TASK DESCRIPTION:
If a line in the data contains "Debug", copy it out.

══ SUPPLIED MATERIAL ══

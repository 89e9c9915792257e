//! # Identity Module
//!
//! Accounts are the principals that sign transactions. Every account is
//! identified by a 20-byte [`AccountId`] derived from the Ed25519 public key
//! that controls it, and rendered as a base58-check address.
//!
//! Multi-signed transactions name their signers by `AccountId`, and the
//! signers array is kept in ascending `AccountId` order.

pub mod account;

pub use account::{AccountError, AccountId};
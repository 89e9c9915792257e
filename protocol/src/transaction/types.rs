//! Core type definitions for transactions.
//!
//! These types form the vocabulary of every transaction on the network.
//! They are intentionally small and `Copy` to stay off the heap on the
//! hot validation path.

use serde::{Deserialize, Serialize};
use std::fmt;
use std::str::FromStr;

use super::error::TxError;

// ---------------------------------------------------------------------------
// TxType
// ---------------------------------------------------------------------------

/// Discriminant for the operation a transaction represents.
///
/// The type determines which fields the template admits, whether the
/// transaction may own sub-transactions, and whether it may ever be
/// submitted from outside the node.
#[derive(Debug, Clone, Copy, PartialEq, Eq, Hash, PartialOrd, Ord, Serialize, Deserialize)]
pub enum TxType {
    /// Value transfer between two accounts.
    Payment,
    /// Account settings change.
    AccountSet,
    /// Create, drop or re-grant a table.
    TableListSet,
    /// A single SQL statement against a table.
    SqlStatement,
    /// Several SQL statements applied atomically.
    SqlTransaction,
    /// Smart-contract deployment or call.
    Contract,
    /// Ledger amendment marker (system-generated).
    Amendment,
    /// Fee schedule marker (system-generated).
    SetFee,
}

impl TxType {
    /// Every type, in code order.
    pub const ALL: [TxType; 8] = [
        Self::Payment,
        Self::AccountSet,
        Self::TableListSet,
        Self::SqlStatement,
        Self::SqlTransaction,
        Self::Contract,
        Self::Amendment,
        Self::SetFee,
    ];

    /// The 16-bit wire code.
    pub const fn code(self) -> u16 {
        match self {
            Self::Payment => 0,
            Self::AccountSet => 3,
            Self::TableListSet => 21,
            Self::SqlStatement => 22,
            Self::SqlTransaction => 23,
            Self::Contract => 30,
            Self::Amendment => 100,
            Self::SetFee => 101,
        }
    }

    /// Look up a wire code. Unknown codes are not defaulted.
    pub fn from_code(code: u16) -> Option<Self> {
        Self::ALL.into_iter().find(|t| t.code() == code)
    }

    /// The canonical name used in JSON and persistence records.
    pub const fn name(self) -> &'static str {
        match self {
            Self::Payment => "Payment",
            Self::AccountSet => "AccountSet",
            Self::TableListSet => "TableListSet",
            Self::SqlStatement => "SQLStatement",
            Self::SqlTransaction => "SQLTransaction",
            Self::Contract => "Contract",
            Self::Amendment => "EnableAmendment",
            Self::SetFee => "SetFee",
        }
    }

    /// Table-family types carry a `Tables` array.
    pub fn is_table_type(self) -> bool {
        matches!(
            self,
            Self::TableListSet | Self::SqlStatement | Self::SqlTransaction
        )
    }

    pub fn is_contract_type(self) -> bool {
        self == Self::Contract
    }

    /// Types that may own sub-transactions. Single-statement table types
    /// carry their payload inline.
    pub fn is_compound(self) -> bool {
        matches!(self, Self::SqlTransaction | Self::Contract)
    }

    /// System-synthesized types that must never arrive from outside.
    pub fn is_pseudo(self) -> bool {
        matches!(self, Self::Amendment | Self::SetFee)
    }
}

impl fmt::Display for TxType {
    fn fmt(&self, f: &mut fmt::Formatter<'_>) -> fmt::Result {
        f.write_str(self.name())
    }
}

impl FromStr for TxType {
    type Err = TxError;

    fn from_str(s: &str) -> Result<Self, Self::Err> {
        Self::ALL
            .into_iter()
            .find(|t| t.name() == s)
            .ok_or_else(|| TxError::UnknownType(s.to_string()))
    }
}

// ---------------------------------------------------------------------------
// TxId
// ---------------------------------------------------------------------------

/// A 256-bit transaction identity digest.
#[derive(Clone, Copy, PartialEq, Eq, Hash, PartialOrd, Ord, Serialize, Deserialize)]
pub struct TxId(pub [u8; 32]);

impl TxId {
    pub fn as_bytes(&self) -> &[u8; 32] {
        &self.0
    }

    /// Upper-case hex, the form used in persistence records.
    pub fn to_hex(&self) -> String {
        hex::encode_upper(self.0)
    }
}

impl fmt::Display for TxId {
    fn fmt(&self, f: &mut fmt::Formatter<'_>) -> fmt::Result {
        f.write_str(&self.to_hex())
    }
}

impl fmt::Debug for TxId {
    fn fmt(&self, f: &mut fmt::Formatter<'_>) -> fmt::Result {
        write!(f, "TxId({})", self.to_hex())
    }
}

═══

FINAL ANSWER:
#[derive(Debug, Clone, Copy, PartialEq, Eq, Hash, PartialOrd, Ord, Serialize, Deserialize)]
impl fmt::Debug for TxId {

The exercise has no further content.